Jan Gloger muss häufig an seinen Vermieter denken. Genau genommen jedesmal, wenn er versucht, seine Wohnung zu verlassen und sich durch die Außentür in einem Neubaublock im Ostseeviertel zu quetschen. Gloger sitzt im elektrischen Rollstuhl, das Prozedere das Haus zu verlassen ist für ihn eine Qual. Er demonstriert den Vorgang. Gloger balanciert für einige Sekunden auf seinen Beinprothesen, greift die Tür und hofft. Hofft, dass der Türstopper einrastet und er durch die Tür fahren kann. „Es funktioniert, aber das ist jedes mal anstrengend“, schildert der 53-jährige Rentner.

Mieter wünscht sich elektrischen Türöffner

Gloger wünscht sich deswegen, dass sein Vermieter einen elektrischen Türöffner einbaut, um ihm und anderen Mitbewohnern mit Rollatoren oder im hohen Alter ein Stück mehr Lebensqualität zu schaffen. Die Wohnungsbaugenossenschaft Greifswald WGG lehnt das aus Kostengründen ab.

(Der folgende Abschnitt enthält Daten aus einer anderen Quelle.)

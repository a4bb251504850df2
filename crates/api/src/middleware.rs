//! Request middleware for extension routes

use axum::{
    extract::{Query, Request, State},
    http::{HeaderMap, StatusCode},
    middleware::Next,
    response::{IntoResponse, Response},
    Json,
};
use axum_extra::extract::CookieJar;
use serde_json::{json, Value};
use std::collections::HashMap;

use fdk_core::constants::COMPANY_ID_HEADER;
use fdk_core::utils::company_cookie_name;
use fdk_core::Session;

use crate::error::ApiError;
use crate::state::FdkState;

/// Session resolved from the company cookie, if any
#[derive(Debug, Clone, Default)]
pub struct FdkSession(pub Option<Session>);

/// Parsed `x-user-data` header
#[derive(Debug, Clone)]
pub struct UserData(pub Value);

/// Parsed `x-application-data` header
#[derive(Debug, Clone)]
pub struct ApplicationData(pub Value);

fn header_str<'a>(headers: &'a HeaderMap, name: &str) -> Option<&'a str> {
    headers
        .get(name)
        .and_then(|h| h.to_str().ok())
        .filter(|v| !v.is_empty())
}

/// Company id from the `x-company-id` header, else the `company_id` query parameter
pub fn company_id_from_request(req: &Request) -> Option<String> {
    if let Some(id) = header_str(req.headers(), COMPANY_ID_HEADER) {
        return Some(id.to_string());
    }
    Query::<HashMap<String, String>>::try_from_uri(req.uri())
        .ok()
        .and_then(|Query(params)| params.get("company_id").cloned())
        .filter(|id| !id.is_empty())
}

/// Load the company's session from its cookie and attach it as [`FdkSession`]
pub async fn session_middleware(
    State(state): State<FdkState>,
    mut req: Request,
    next: Next,
) -> Response {
    let session_id = company_id_from_request(&req).and_then(|company_id| {
        CookieJar::from_headers(req.headers())
            .get(&company_cookie_name(&company_id))
            .map(|cookie| cookie.value().to_string())
    });

    let session = match session_id {
        Some(id) => match state.extension.session_storage().get_session(&id).await {
            Ok(session) => session,
            Err(e) => return ApiError::from(e).into_response(),
        },
        None => None,
    };

    req.extensions_mut().insert(FdkSession(session));
    next.run(req).await
}

fn unauthorized() -> Response {
    (
        StatusCode::UNAUTHORIZED,
        Json(json!({ "message": "unauthorized" })),
    )
        .into_response()
}

/// Requires a session and attaches a ready-to-use `PlatformClient`.
/// Must run after [`session_middleware`].
pub async fn platform_api_middleware(
    State(state): State<FdkState>,
    mut req: Request,
    next: Next,
) -> Response {
    let Some(FdkSession(Some(mut session))) = req.extensions().get::<FdkSession>().cloned() else {
        return unauthorized();
    };
    let Some(company_id) = session.company_id else {
        return unauthorized();
    };

    let client = match state.platform_client(company_id, &mut session).await {
        Ok(client) => client,
        Err(e) => {
            tracing::error!("Failed to build platform client for company {}: {}", company_id, e);
            return ApiError::from(e).into_response();
        }
    };

    req.extensions_mut().insert(client);
    req.extensions_mut().insert(FdkSession(Some(session)));
    next.run(req).await
}

fn json_header(headers: &HeaderMap, name: &str) -> Result<Option<Value>, ApiError> {
    match header_str(headers, name) {
        Some(raw) => serde_json::from_str(raw)
            .map(Some)
            .map_err(|e| ApiError::BadRequest(format!("Invalid {} header: {}", name, e))),
        None => Ok(None),
    }
}

/// Parse storefront proxy headers and attach an `ApplicationClient`
pub async fn application_proxy_middleware(
    State(state): State<FdkState>,
    mut req: Request,
    next: Next,
) -> Response {
    let user = match json_header(req.headers(), "x-user-data") {
        Ok(user) => user,
        Err(e) => return e.into_response(),
    };
    let application = match json_header(req.headers(), "x-application-data") {
        Ok(application) => application,
        Err(e) => return e.into_response(),
    };

    if let Some(user) = user {
        req.extensions_mut().insert(UserData(user));
    }

    if let Some(application) = application {
        let id = application.get("_id").and_then(Value::as_str);
        let token = application.get("token").and_then(Value::as_str);
        if let (Some(id), Some(token)) = (id, token) {
            let client = state.extension.application_client(id, token);
            req.extensions_mut().insert(client);
        }
        req.extensions_mut().insert(ApplicationData(application));
    }

    next.run(req).await
}
//! Core image, geometry and transform types for regkit.
//!
//! Images are burn tensors with physical metadata; transforms map batches of
//! physical points and expose their parameters as flat tensors so they can
//! be optimized with autodiff.

pub mod error;
pub mod filter;
pub mod image;
pub mod interpolation;
pub mod spatial;
pub mod transform;

pub use error::{GeometryError, Result};
pub use filter::ResampleImageFilter;
pub use image::{Image, ImageGeometry, Pixel, PixelType};
pub use interpolation::{Interpolator, LinearInterpolator};
pub use spatial::{Direction, Point, Spacing, Vector};
pub use transform::{AffineTransform, BSplineTransform, ParametricTransform, Transform, TransformKind, TransformRecord};
//! Error types for registration operations.
//!
//! Non-convergence is not an error: it is reported through
//! [`StopReason`](crate::optimizer::StopReason).

use regkit_core::GeometryError;
use thiserror::Error;

/// Main error type for registration operations.
#[derive(Error, Debug)]
pub enum RegistrationError {
    /// Inputs that cannot be registered together (e.g. dimension mismatch).
    #[error("Invalid input: {0}")]
    InvalidInput(String),

    /// Degenerate image or transform-domain geometry.
    #[error("Invalid geometry: {0}")]
    InvalidGeometry(#[from] GeometryError),

    /// Mask that does not match the reference image or selects nothing.
    #[error("Invalid mask: {0}")]
    InvalidMask(String),

    /// Invalid configuration.
    #[error("Invalid configuration: {0}")]
    InvalidConfiguration(String),

    /// Error in metric computation.
    #[error("Metric error: {0}")]
    Metric(String),

    /// Error in optimizer operation.
    #[error("Optimizer error: {0}")]
    Optimizer(String),

    /// Error in transform operation.
    #[error("Transform error: {0}")]
    Transform(String),

    /// Numerical instability detected.
    #[error("Numerical instability: {0}")]
    NumericalInstability(String),
}

/// Result type for registration operations.
pub type Result<T> = std::result::Result<T, RegistrationError>;

impl RegistrationError {
    /// Create an invalid input error.
    pub fn invalid_input(msg: impl Into<String>) -> Self {
        Self::InvalidInput(msg.into())
    }

    /// Create an invalid mask error.
    pub fn invalid_mask(msg: impl Into<String>) -> Self {
        Self::InvalidMask(msg.into())
    }

    /// Create an invalid configuration error.
    pub fn invalid_configuration(msg: impl Into<String>) -> Self {
        Self::InvalidConfiguration(msg.into())
    }

    /// Create a metric error.
    pub fn metric(msg: impl Into<String>) -> Self {
        Self::Metric(msg.into())
    }

    /// Create an optimizer error.
    pub fn optimizer(msg: impl Into<String>) -> Self {
        Self::Optimizer(msg.into())
    }

    /// Create a transform error.
    pub fn transform(msg: impl Into<String>) -> Self {
        Self::Transform(msg.into())
    }

    /// Create a numerical instability error.
    pub fn numerical_instability(msg: impl Into<String>) -> Self {
        Self::NumericalInstability(msg.into())
    }
}
//! Error types for image geometry and transform reconstruction.

use thiserror::Error;

/// Geometry and transform-metadata errors raised by `regkit-core`.
#[derive(Error, Debug, Clone, PartialEq)]
pub enum GeometryError {
    /// Spacing component is zero, negative or not finite.
    #[error("Invalid spacing along axis {axis}: {value}")]
    InvalidSpacing { axis: usize, value: f64 },

    /// Image has no samples along an axis.
    #[error("Empty extent along axis {axis}")]
    EmptyExtent { axis: usize },

    /// Direction cosines are not orthonormal.
    #[error("Direction matrix is not orthonormal")]
    NonOrthonormalDirection,

    /// A transform domain with zero physical length.
    #[error("Degenerate transform domain: {0}")]
    DegenerateDomain(String),

    /// Tensor data does not match the declared geometry.
    #[error("Shape mismatch: expected {expected:?}, got {actual:?}")]
    ShapeMismatch {
        expected: Vec<usize>,
        actual: Vec<usize>,
    },

    /// Serialized transform does not match the requested transform.
    #[error("Transform record mismatch: {0}")]
    RecordMismatch(String),
}

/// Result type for core operations.
pub type Result<T> = std::result::Result<T, GeometryError>;

impl GeometryError {
    /// Create a degenerate domain error.
    pub fn degenerate_domain(msg: impl Into<String>) -> Self {
        Self::DegenerateDomain(msg.into())
    }

    /// Create a record mismatch error.
    pub fn record_mismatch(msg: impl Into<String>) -> Self {
        Self::RecordMismatch(msg.into())
    }
}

Sie hätte Gloger stattdessen angeboten, in eine barrierefreie Wohnung im gleichen Preissegment zu ziehen.

„Wir befassen uns damit seit vier Jahren und haben Herrn Gloger mehrfach angeboten, eine barrierefreie Wohnung zu beziehen“, sagt Juliane Boutalha, Pressesprecherin der WGG. Der Vorstand und der Aufsichtsrat hätten Gloger angeschrieben. „Eine neue Wohnung will er jedoch nicht.“ Jan Gloger bestätigt das. Zum einen könne er sich eine höhere Miete mit seiner geringen Erwerbsminderungsrente nicht leisten. Das Umziehen wäre außerdem teuer, er auf Hilfe fürs Tragen und Einrichten angewiesen, die er nur schwer bekomme, unterstreicht Gloger seine Position. Er wohnt seit über zehn Jahren in der Rigaer Straße, musste damals noch keinen Rollstuhl nutzen. Der gelernte Facharbeiter für Eisenbahntransporttechnik kann nur seine rechte Hand benutzen und trägt Beinprothesen.

Umbau zur Barrierefreiheit kostet tausende Euro

Die Lösung des Konflikts scheitert derzeit am Geld: Gloger möchte keine höhere Miete zahlen, während die WGG die Kosten für einen Umbau nicht aufbringen könne. Die WGG müsste, wenn sie umbaut, alle drei Außentüren des Wohnblocks umrüsten, sagt Juliane Boutalha. Rund 24000 Euro würde der Einbau neuer Türöffner insgesamt kosten. Selbst dann wäre das Haus nicht barrierefrei, da noch Zwischentüren zwischen dem Hauseingang und anderen Wohnungen liegen. So eine Summe für einen einzelnen Mieterwunsch in die Hand zu nehmen, widerspreche den Grundsätzen der Genossenschaft, so Boutalha. „Unser Geld gehört der Genossenschaft und wir müssen alle Mieter gleich behandeln“, sagt sie. Keiner der anderen Mieter in Glogers Haus hätte bisher nach einem elektrischen Türöffner gefragt, sodass die WGG davon ausgehe, der Rest der Mietergemeinschaft sei zufrieden.

Wie es anders laufen könnte, zeigt ein Beispiel, das Juliane Boutalha nennt: In einem anderen WGG-Objekt wurde die Anfrage nach einem elektrischen Türöffner erfüllt. Mit dem entscheidenden Unterschied, dass dort die gesamte Hausgemeinschaft dem Umbau zugestimmt hätte und nun gemeinsam die Kosten trage. „Jeder zahlt jetzt eine höhere monatliche Miete.“ Die WGG erklärt auf OZ-Nachfrage, dass für „Herrn Gloger weiterhin die Möglichkeit besteht in eine barrierefreie Wohnung umzuziehen.“

Mieterverein: Anspruch auf Umbau nur, wenn er erforderlich ist

Dass Mieter grundsätzlich einen Anspruch auf Umbauten haben, die Barrierefreiheit herstellen, bestätigt Dirk Barfknecht, Geschäftsführer des Mietervereins Vorpommern-Greifswald. Allerdings nur dann, wenn die Umbauten erforderlich sind. Im konkreten Fall sei dies stets schwer zu klären, so Barfknecht. Die Umbaukosten müsse der Mieter selbst tragen. „Das kann ich mir nicht leisten“, sagt Jan Gloger, der indes hofft, dass über Fördermittel in Zukunft doch eine barrierefreie Lösung gefunden wird. „Das würde sicher auch die anderen Mietparteien im Haus freuen“, sagt das Mitglied der AG Barrierefreie Stadt und des Ortsrates Ostseeviertel.

Die WGG hält 7.200 Wohnungen von insgesamt rund 33.800 in der Hansestadt. In der Bilanz für das Geschäftsjahr 2017 steht eine Gewinnsumme von rund 310.000 Euro.